■ WHAT YOU NEED TO DO
Please retype the data in full, exactly as given.

[THE RECORDS Boundary: Start]

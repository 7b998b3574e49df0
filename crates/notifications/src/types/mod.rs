//! Shared types for the notification fanout.

pub mod errors;

pub use errors::{
    DispatchError, DispatchResult, PushError, PushResult, StoreError, StoreResult,
};

// Common type aliases. Identifiers and tokens are opaque strings minted by
// the external store and push provider; this system never parses them.
pub type UserId = String;
pub type ConversationId = String;
pub type DeviceToken = String;
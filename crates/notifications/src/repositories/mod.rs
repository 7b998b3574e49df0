//! Data-access seams over the external document store.
//!
//! The store itself (query engine, wire protocol, retries) is an external
//! managed service; these traits capture the exact operations the fanout
//! relies on so the pipeline can be exercised against the in-memory
//! implementations in [`memory`].

pub mod memory;

use async_trait::async_trait;

use crate::entities::{DirectChat, GroupChat, User};
use crate::types::{DeviceToken, StoreResult, UserId};

/// Replacement token list for a single user, applied by a batched write.
#[derive(Debug, Clone, PartialEq, Eq)]
pub struct TokenRewrite {
    pub user_id: UserId,
    pub fcm_tokens: Vec<DeviceToken>,
}

/// Read and token-maintenance access to user records.
#[async_trait]
pub trait UserRepository: Send + Sync {
    /// Point-read a user by id.
    async fn find_by_id(&self, id: &str) -> StoreResult<Option<User>>;

    /// All users whose stored token set contains any of `tokens`.
    ///
    /// `tokens` must stay within the store's array-membership query bound;
    /// callers chunk larger batches.
    async fn find_with_any_token(&self, tokens: &[DeviceToken]) -> StoreResult<Vec<User>>;

    /// Replace each listed user's token list, committed as one atomic
    /// batched write across all of them.
    async fn rewrite_tokens(&self, rewrites: &[TokenRewrite]) -> StoreResult<()>;
}

/// Read access to conversation records.
#[async_trait]
pub trait ConversationRepository: Send + Sync {
    /// Existence check against the group collection. This is the
    /// classification signal: a conversation id is a group iff a group
    /// record exists, regardless of the direct-chat collection.
    async fn group_exists(&self, id: &str) -> StoreResult<bool>;

    async fn find_group(&self, id: &str) -> StoreResult<Option<GroupChat>>;

    async fn find_direct(&self, id: &str) -> StoreResult<Option<DirectChat>>;
}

[THE RECORDS Boundary: End]

■ ANSWER SPACE
repository 7b998b3574e49df0
filename crates/notifications/src/types/mod.rs
//! Shared types for the notification fanout.

pub mod errors;

pub use errors::{
    DispatchError, DispatchResult, PushError, PushResult, StoreError, StoreResult,
};

// Common type aliases. Identifiers and tokens are opaque strings minted by
// the external store and push provider; this system never parses them.
pub type UserId = String;
pub type ConversationId = String;
pub type DeviceToken = String;
filename crates/notifications/src/repositories/mod.rs
repository 7b998b3574e49df0
//! Data-access seams over the external document store.
//!
//! The store itself (query engine, wire protocol, retries) is an external
//! managed service; these traits capture the exact operations the fanout
//! relies on so the pipeline can be exercised against the in-memory
//! implementations in [`memory`].

pub mod memory;

use async_trait::async_trait;

use crate::entities::{DirectChat, GroupChat, User};
use crate::types::{DeviceToken, StoreResult, UserId};

/// Replacement token list for a single user, applied by a batched write.
#[derive(Debug, Clone, PartialEq, Eq)]
pub struct TokenRewrite {
    pub user_id: UserId,
    pub fcm_tokens: Vec<DeviceToken>,
}

/// Read and token-maintenance access to user records.
#[async_trait]
pub trait UserRepository: Send + Sync {
    /// Point-read a user by id.
    async fn find_by_id(&self, id: &str) -> StoreResult<Option<User>>;

    /// All users whose stored token set contains any of `tokens`.
    ///
    /// `tokens` must stay within the store's array-membership query bound;
    /// callers chunk larger batches.
    async fn find_with_any_token(&self, tokens: &[DeviceToken]) -> StoreResult<Vec<User>>;

    /// Replace each listed user's token list, committed as one atomic
    /// batched write across all of them.
    async fn rewrite_tokens(&self, rewrites: &[TokenRewrite]) -> StoreResult<()>;
}

/// Read access to conversation records.
#[async_trait]
pub trait ConversationRepository: Send + Sync {
    /// Existence check against the group collection. This is the
    /// classification signal: a conversation id is a group iff a group
    /// record exists, regardless of the direct-chat collection.
    async fn group_exists(&self, id: &str) -> StoreResult<bool>;

    async fn find_group(&self, id: &str) -> StoreResult<Option<GroupChat>>;

    async fn find_direct(&self, id: &str) -> StoreResult<Option<DirectChat>>;
}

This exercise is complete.